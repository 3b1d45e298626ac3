//! Configuration file loading.
//!
//! A config file names the two databases, the schema to read tables from,
//! the schema to create them in, and the table mapping. TOML is the default
//! format; a `.yaml` or `.yml` extension selects YAML and `.json` selects
//! JSON.
//!
//! ```toml
//! schema = "public"
//! target_schema = "public"
//! tables = "*"
//!
//! [source]
//! host = "localhost"
//! user = "postgres"
//! password = "postgres"
//! dbname = "app"
//!
//! [target]
//! host = "replica"
//! user = "postgres"
//! dbname = "app_copy"
//!
//! [server]
//! listen = "0.0.0.0:8000"
//! ```
//!
//! Explicit pairs are written as `[[tables]]` entries with `source` and an
//! optional `target`.

use pg_table_sync_postgresql::{ColumnMode, ConnectionConfig};
use serde::Deserialize;
use std::fs;
use std::path::{Path, PathBuf};
use sync_core::{MappingEntry, MappingError, TableMapping, WILDCARD};
use thiserror::Error;

pub const DEFAULT_SCHEMA: &str = "public";
pub const DEFAULT_LISTEN: &str = "0.0.0.0:8000";

fn default_schema() -> String {
    DEFAULT_SCHEMA.to_string()
}

fn default_listen() -> String {
    DEFAULT_LISTEN.to_string()
}

#[derive(Debug, Error)]
pub enum ConfigError {
    #[error("Failed to read config file {}: {source}", path.display())]
    Io {
        path: PathBuf,
        #[source]
        source: std::io::Error,
    },

    #[error("Failed to parse TOML config: {0}")]
    Toml(#[from] toml::de::Error),

    #[error("Failed to parse YAML config: {0}")]
    Yaml(#[from] serde_yaml::Error),

    #[error("Failed to parse JSON config: {0}")]
    Json(#[from] serde_json::Error),

    #[error("Invalid table mapping: {0}")]
    Mapping(#[from] MappingError),

    #[error("Invalid tables value '{0}': expected \"*\" or a list of {{ source, target }} entries")]
    InvalidTables(String),

    #[error("Schema name must not be empty")]
    EmptySchema,
}

/// The `tables` setting: the wildcard string or a list of entries.
#[derive(Debug, Clone, PartialEq, Eq, Deserialize)]
#[serde(untagged)]
pub enum TablesConfig {
    Wildcard(String),
    Entries(Vec<MappingEntry>),
}

#[derive(Debug, Clone, PartialEq, Eq, Deserialize)]
pub struct ServerConfig {
    #[serde(default = "default_listen")]
    pub listen: String,
}

impl Default for ServerConfig {
    fn default() -> Self {
        Self {
            listen: default_listen(),
        }
    }
}

/// Contents of a config file.
#[derive(Debug, Clone, PartialEq, Eq, Deserialize)]
pub struct AppConfig {
    pub source: ConnectionConfig,
    pub target: ConnectionConfig,
    /// Source schema tables are discovered in and read from
    #[serde(default = "default_schema")]
    pub schema: String,
    /// Target schema tables are created in and written to
    #[serde(default = "default_schema")]
    pub target_schema: String,
    pub tables: TablesConfig,
    /// `first_row` (default) or `per_row`
    #[serde(default)]
    pub column_mode: ColumnMode,
    #[serde(default)]
    pub server: ServerConfig,
}

/// Everything one sync run needs, validated.
#[derive(Debug, Clone, PartialEq, Eq)]
pub struct SyncConfig {
    pub source: ConnectionConfig,
    pub target: ConnectionConfig,
    pub schema: String,
    pub target_schema: String,
    pub mapping: TableMapping,
    pub column_mode: ColumnMode,
}

impl AppConfig {
    /// Load a config file, picking the format from its extension.
    pub fn from_file<P: AsRef<Path>>(path: P) -> Result<Self, ConfigError> {
        let path = path.as_ref();
        let content = fs::read_to_string(path).map_err(|source| ConfigError::Io {
            path: path.to_path_buf(),
            source,
        })?;
        match path.extension().and_then(|e| e.to_str()) {
            Some("yaml") | Some("yml") => Self::from_yaml(&content),
            Some("json") => Self::from_json(&content),
            _ => Self::from_toml(&content),
        }
    }

    pub fn from_toml(content: &str) -> Result<Self, ConfigError> {
        Ok(toml::from_str(content)?)
    }

    pub fn from_yaml(content: &str) -> Result<Self, ConfigError> {
        Ok(serde_yaml::from_str(content)?)
    }

    pub fn from_json(content: &str) -> Result<Self, ConfigError> {
        Ok(serde_json::from_str(content)?)
    }

    pub fn table_mapping(&self) -> Result<TableMapping, ConfigError> {
        match &self.tables {
            TablesConfig::Wildcard(value) if value.trim() == WILDCARD => Ok(TableMapping::All),
            TablesConfig::Wildcard(value) => Err(ConfigError::InvalidTables(value.clone())),
            TablesConfig::Entries(entries) => Ok(TableMapping::from_entries(entries)?),
        }
    }

    pub fn sync_config(&self) -> Result<SyncConfig, ConfigError> {
        let schema = self.schema.trim();
        let target_schema = self.target_schema.trim();
        if schema.is_empty() || target_schema.is_empty() {
            return Err(ConfigError::EmptySchema);
        }
        Ok(SyncConfig {
            source: self.source.clone(),
            target: self.target.clone(),
            schema: schema.to_string(),
            target_schema: target_schema.to_string(),
            mapping: self.table_mapping()?,
            column_mode: self.column_mode,
        })
    }
}

/// Read and validate the config file at `path` for one run.
pub fn load_sync_config<P: AsRef<Path>>(path: P) -> Result<SyncConfig, ConfigError> {
    AppConfig::from_file(path)?.sync_config()
}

---*---

Copy each line from the data that features the string "TablesConfig".

RESULT OF THIS TASK ->
pub enum TablesConfig {
    pub tables: TablesConfig,
            TablesConfig::Wildcard(value) if value.trim() == WILDCARD => Ok(TableMapping::All),
            TablesConfig::Wildcard(value) => Err(ConfigError::InvalidTables(value.clone())),
            TablesConfig::Entries(entries) => Ok(TableMapping::from_entries(entries)?),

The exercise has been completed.